Goal of the exercise: Go through the data and tally the lines that hold the string "content". Reply with the total alone.

The data:
────
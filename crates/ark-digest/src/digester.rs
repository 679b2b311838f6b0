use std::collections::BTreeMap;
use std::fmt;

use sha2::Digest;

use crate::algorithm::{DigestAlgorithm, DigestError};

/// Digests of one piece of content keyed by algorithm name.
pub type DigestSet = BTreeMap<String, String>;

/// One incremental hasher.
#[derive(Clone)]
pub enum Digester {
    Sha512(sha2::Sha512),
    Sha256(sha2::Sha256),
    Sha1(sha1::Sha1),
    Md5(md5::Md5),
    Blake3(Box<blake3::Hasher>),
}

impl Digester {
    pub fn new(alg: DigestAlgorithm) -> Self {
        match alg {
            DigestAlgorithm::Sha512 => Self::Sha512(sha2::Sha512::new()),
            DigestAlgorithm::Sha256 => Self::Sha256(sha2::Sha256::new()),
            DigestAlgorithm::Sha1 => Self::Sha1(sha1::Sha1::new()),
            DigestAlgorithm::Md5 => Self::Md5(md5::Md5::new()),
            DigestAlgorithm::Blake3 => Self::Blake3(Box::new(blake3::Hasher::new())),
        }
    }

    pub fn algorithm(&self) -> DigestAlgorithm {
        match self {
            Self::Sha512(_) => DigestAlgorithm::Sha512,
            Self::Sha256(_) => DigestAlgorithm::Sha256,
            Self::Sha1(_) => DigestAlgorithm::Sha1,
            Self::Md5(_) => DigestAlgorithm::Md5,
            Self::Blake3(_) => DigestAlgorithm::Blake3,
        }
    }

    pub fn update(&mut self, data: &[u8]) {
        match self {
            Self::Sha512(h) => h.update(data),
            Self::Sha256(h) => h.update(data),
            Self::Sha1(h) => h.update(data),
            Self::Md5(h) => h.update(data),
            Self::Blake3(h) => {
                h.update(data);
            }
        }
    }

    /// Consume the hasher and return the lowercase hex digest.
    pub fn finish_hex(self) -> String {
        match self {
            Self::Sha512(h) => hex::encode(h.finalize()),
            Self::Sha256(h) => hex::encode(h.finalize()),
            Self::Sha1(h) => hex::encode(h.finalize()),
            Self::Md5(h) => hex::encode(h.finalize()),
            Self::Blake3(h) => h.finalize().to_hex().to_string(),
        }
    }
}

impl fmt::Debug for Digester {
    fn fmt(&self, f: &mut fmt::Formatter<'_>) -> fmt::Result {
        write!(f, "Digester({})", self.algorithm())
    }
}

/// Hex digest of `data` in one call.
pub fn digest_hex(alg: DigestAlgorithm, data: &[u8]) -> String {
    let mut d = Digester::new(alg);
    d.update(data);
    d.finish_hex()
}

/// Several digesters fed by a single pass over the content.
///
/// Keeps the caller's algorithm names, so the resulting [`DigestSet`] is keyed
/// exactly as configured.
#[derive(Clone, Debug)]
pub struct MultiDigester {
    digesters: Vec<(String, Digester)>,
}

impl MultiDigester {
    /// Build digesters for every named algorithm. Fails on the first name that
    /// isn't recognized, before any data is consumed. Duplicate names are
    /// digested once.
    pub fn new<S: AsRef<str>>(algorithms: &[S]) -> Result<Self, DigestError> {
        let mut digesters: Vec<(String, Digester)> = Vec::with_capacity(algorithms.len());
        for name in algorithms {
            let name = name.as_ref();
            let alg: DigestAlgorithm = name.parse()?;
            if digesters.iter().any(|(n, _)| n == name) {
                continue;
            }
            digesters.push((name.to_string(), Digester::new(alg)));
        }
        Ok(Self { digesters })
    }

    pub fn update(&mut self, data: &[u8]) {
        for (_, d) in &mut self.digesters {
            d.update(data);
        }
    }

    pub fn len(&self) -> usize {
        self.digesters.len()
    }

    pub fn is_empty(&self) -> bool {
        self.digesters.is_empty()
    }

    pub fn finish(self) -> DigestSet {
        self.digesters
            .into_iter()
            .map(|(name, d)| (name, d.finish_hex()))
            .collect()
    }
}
────
Your solution: 2